Supplied records Block Start
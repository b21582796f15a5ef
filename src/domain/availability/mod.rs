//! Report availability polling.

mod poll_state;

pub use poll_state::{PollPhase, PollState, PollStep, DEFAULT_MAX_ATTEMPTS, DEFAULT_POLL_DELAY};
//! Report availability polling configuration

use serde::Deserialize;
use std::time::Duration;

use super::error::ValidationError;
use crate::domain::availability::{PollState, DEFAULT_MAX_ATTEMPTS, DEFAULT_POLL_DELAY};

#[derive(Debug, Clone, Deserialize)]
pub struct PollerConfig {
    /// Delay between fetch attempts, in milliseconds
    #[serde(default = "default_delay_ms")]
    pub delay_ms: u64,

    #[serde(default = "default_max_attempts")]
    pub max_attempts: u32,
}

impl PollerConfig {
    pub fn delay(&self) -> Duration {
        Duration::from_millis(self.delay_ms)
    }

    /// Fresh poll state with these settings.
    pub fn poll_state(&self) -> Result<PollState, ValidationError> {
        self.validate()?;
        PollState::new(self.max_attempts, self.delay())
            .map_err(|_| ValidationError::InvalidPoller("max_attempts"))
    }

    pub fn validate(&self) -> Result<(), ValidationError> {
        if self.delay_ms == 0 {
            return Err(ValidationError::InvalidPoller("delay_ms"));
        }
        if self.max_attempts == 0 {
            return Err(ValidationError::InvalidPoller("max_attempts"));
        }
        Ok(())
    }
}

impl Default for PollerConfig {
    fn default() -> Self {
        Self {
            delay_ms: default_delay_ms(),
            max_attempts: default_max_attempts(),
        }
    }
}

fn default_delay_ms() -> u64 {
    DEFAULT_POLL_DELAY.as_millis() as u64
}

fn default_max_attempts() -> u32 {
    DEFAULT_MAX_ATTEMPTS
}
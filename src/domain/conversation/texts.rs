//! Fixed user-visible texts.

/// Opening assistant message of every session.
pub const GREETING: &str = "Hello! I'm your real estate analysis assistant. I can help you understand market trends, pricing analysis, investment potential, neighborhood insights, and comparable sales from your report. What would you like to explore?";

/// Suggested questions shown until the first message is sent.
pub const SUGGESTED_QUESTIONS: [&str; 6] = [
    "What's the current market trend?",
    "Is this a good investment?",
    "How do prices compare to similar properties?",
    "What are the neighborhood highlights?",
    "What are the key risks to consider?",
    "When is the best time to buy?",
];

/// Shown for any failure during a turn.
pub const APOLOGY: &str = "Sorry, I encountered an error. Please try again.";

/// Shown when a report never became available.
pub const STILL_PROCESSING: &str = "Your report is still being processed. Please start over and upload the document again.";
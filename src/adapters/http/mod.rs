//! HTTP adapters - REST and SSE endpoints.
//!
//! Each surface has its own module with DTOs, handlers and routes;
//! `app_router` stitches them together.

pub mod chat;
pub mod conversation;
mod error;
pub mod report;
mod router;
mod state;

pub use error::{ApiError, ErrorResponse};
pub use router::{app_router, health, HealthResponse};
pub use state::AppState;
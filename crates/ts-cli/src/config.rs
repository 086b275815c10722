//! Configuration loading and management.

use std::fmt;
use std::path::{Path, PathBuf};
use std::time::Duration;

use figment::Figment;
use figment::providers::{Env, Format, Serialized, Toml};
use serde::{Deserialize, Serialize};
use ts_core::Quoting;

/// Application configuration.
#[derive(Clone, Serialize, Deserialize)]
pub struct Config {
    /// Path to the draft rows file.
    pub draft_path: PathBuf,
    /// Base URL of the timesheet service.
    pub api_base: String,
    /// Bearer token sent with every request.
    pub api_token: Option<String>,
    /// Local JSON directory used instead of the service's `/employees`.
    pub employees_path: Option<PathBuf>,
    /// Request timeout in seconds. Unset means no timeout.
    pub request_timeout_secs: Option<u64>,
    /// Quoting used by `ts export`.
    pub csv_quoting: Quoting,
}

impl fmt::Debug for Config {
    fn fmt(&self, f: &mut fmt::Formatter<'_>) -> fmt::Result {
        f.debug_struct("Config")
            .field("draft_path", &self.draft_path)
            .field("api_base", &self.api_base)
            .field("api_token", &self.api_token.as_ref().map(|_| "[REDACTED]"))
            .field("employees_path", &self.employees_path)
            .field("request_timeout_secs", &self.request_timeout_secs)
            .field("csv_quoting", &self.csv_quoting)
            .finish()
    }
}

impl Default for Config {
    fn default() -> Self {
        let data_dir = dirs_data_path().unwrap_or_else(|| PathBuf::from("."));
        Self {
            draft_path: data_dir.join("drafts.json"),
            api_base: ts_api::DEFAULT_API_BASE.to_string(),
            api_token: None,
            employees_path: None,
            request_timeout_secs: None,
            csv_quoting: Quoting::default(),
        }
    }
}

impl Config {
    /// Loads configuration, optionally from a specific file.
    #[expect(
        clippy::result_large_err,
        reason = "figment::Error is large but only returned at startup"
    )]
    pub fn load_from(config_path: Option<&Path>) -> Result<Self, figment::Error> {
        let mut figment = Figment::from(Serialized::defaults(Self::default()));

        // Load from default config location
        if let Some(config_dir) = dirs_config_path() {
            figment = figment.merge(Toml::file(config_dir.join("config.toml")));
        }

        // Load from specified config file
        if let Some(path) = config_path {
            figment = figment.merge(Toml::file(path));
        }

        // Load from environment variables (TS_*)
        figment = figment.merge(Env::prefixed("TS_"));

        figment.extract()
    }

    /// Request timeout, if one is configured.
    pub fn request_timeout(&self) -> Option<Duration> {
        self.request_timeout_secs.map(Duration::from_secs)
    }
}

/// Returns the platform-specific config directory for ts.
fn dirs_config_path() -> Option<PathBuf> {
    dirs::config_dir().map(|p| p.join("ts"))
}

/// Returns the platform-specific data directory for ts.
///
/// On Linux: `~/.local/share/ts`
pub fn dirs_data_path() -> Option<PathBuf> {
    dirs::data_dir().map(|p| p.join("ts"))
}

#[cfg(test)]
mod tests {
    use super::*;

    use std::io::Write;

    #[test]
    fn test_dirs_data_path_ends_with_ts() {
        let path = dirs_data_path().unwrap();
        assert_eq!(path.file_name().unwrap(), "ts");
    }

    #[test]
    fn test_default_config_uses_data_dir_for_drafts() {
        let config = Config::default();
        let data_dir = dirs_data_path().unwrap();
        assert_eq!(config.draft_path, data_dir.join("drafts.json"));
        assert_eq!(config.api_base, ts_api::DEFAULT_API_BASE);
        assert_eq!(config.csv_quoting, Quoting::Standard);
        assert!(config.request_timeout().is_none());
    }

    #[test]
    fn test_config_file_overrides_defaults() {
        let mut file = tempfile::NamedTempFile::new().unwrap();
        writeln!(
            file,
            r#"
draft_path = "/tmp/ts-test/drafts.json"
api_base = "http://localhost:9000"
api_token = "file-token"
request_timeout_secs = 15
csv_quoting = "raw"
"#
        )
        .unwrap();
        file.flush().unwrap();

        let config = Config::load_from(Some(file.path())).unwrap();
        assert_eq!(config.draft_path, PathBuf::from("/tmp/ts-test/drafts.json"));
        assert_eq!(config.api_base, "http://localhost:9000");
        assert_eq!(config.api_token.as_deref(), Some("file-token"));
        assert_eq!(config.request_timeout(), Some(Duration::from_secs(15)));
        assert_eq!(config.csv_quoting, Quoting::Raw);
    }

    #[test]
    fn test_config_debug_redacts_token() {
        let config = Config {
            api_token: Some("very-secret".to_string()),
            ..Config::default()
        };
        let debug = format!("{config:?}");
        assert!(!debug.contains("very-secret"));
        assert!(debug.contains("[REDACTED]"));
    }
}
Supplied records Block End
Supplied records Block Start
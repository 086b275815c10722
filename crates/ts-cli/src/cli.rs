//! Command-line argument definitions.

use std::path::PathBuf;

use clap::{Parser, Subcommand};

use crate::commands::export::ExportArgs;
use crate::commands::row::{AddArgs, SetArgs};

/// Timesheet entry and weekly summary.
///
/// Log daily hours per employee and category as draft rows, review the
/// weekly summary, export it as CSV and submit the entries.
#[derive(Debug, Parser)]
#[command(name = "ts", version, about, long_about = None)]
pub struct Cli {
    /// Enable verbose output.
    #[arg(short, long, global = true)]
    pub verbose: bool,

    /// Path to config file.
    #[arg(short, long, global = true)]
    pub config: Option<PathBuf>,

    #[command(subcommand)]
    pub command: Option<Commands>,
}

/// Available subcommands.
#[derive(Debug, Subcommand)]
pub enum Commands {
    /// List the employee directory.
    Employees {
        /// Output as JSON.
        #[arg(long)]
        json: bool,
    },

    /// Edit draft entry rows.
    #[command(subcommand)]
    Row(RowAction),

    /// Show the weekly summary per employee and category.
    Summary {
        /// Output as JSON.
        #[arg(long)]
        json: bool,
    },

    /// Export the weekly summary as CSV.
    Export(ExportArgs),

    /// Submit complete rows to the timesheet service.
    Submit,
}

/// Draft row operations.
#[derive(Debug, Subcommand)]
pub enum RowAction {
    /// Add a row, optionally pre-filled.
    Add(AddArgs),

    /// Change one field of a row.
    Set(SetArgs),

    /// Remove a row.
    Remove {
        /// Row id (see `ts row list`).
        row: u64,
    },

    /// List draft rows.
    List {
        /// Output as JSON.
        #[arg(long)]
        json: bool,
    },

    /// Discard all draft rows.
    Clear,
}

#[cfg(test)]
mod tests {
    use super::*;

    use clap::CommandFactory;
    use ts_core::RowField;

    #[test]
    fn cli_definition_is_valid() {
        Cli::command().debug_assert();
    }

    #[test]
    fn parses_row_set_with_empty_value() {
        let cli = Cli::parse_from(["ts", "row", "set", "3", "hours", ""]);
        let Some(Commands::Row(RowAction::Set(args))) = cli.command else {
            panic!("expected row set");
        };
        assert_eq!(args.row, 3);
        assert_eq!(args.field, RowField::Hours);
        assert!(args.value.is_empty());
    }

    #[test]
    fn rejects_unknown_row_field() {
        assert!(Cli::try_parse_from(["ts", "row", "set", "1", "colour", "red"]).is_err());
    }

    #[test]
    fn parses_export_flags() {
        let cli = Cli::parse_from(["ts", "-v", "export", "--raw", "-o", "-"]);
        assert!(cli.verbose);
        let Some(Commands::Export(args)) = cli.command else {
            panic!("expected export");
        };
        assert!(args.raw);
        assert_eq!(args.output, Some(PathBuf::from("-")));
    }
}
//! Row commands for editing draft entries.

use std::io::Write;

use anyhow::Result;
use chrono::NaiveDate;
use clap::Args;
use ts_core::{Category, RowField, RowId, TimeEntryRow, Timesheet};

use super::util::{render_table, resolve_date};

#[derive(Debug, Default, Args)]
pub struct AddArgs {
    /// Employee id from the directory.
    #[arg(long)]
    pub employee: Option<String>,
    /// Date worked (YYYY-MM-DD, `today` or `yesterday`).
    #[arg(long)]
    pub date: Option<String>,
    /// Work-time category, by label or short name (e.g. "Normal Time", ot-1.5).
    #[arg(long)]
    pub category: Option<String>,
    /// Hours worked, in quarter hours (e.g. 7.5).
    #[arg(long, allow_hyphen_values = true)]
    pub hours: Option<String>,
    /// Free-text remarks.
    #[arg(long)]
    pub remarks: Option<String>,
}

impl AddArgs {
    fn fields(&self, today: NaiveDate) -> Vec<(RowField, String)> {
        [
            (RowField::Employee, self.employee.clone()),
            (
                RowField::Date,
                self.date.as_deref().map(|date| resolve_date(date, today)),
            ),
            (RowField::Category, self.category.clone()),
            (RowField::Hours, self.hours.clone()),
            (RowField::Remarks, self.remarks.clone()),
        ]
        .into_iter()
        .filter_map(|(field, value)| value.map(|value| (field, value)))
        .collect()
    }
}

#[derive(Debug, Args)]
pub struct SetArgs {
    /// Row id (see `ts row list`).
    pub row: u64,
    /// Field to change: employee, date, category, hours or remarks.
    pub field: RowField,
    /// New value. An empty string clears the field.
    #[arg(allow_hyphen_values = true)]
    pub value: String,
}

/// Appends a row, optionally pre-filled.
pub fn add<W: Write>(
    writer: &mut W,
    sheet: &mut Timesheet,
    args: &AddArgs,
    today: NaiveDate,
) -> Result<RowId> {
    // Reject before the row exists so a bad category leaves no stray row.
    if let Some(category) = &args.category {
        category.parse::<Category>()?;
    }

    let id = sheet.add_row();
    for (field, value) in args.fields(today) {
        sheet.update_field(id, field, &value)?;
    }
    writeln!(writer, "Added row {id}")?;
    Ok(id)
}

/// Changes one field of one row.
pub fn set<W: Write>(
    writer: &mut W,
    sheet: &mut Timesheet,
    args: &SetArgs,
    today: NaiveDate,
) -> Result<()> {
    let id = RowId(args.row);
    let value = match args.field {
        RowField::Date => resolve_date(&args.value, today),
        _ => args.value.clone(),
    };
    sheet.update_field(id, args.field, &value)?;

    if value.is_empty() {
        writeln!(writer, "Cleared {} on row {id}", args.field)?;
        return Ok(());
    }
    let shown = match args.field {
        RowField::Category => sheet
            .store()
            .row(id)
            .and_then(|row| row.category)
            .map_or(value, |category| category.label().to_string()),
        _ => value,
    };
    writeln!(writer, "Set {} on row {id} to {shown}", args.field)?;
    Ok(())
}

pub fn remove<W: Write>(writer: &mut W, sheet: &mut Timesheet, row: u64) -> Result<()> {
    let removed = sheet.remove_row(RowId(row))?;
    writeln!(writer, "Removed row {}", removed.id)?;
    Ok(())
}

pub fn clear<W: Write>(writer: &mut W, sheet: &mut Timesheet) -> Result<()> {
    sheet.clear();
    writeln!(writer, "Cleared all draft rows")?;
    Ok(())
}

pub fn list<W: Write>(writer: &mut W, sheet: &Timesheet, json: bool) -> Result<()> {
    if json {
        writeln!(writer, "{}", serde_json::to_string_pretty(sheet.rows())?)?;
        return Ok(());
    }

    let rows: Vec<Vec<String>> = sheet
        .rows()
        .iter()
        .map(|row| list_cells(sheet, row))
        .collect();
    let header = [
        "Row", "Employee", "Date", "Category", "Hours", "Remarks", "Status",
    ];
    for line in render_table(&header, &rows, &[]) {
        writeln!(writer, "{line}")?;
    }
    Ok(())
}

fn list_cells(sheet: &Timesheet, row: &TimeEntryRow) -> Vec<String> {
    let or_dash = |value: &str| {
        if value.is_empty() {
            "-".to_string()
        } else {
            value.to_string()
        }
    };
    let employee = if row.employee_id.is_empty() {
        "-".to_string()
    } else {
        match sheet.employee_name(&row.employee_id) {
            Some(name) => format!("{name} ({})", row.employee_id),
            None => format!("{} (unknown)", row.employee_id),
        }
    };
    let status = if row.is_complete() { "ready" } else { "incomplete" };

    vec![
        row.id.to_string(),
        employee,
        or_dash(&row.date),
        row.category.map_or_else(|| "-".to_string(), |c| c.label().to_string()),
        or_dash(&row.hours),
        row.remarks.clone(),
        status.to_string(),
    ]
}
Supplied records Block End
Supplied records Block Start
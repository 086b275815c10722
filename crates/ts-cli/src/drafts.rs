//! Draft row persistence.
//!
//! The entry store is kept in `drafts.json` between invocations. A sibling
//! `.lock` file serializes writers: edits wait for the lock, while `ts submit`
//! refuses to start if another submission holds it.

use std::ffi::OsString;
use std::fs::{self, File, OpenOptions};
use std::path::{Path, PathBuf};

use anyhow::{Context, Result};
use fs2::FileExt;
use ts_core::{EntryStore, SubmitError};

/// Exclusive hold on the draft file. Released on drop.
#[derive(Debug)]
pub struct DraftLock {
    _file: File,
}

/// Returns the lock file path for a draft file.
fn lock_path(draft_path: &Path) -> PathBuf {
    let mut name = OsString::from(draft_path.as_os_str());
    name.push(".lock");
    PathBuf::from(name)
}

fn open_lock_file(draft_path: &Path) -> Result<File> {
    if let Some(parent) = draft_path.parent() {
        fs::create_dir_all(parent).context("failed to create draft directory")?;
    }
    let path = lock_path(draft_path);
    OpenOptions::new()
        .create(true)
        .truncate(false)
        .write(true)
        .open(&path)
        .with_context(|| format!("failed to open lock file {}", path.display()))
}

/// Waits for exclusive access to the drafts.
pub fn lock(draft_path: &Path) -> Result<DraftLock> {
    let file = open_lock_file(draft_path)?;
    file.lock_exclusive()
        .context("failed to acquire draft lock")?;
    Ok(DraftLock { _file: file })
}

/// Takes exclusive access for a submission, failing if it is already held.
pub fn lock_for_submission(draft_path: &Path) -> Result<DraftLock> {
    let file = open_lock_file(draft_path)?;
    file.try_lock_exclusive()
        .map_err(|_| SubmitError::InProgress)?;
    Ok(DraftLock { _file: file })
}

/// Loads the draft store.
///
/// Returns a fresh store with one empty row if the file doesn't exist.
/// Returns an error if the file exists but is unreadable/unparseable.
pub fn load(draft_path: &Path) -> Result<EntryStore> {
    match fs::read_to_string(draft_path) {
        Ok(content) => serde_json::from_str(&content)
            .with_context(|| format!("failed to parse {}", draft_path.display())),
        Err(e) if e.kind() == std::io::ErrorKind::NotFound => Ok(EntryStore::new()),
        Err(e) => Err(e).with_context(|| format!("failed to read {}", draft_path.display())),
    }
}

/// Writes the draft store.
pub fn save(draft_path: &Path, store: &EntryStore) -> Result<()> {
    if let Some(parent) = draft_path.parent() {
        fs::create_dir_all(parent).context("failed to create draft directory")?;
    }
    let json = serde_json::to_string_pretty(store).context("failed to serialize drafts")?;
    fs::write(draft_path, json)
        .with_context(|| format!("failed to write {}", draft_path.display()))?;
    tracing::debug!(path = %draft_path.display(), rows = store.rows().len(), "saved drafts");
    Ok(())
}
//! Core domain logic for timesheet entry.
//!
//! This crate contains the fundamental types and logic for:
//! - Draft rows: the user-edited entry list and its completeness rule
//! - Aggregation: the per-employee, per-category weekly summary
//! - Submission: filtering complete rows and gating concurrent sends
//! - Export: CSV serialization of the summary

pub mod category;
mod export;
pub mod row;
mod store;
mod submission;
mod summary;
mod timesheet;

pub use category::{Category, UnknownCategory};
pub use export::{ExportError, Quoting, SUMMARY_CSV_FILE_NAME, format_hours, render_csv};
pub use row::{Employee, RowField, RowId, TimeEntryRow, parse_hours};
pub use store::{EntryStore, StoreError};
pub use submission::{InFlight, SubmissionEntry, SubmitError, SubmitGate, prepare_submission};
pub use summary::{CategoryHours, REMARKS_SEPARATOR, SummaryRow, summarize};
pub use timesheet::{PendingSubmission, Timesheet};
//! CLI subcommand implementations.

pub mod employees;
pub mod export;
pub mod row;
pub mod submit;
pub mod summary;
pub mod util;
Supplied records Block End
#### Prompt
Using the entries above, return exactly the lines from the line with "repository b21582796f15a5ef" to the line with "of every session.", counting both of those lines.

#### Result of this task
repository b21582796f15a5ef
filename src/domain/availability/mod.rs
//! Report availability polling.

mod poll_state;

pub use poll_state::{PollPhase, PollState, PollStep, DEFAULT_MAX_ATTEMPTS, DEFAULT_POLL_DELAY};
//! Report availability polling configuration

use serde::Deserialize;
use std::time::Duration;

use super::error::ValidationError;
use crate::domain::availability::{PollState, DEFAULT_MAX_ATTEMPTS, DEFAULT_POLL_DELAY};

#[derive(Debug, Clone, Deserialize)]
pub struct PollerConfig {
    /// Delay between fetch attempts, in milliseconds
    #[serde(default = "default_delay_ms")]
    pub delay_ms: u64,

    #[serde(default = "default_max_attempts")]
    pub max_attempts: u32,
}

impl PollerConfig {
    pub fn delay(&self) -> Duration {
        Duration::from_millis(self.delay_ms)
    }

    /// Fresh poll state with these settings.
    pub fn poll_state(&self) -> Result<PollState, ValidationError> {
        self.validate()?;
        PollState::new(self.max_attempts, self.delay())
            .map_err(|_| ValidationError::InvalidPoller("max_attempts"))
    }

    pub fn validate(&self) -> Result<(), ValidationError> {
        if self.delay_ms == 0 {
            return Err(ValidationError::InvalidPoller("delay_ms"));
        }
        if self.max_attempts == 0 {
            return Err(ValidationError::InvalidPoller("max_attempts"));
        }
        Ok(())
    }
}

impl Default for PollerConfig {
    fn default() -> Self {
        Self {
            delay_ms: default_delay_ms(),
            max_attempts: default_max_attempts(),
        }
    }
}

fn default_delay_ms() -> u64 {
    DEFAULT_POLL_DELAY.as_millis() as u64
}

fn default_max_attempts() -> u32 {
    DEFAULT_MAX_ATTEMPTS
}
filename src/domain/conversation/texts.rs
//! Fixed user-visible texts.

/// Opening assistant message of every session.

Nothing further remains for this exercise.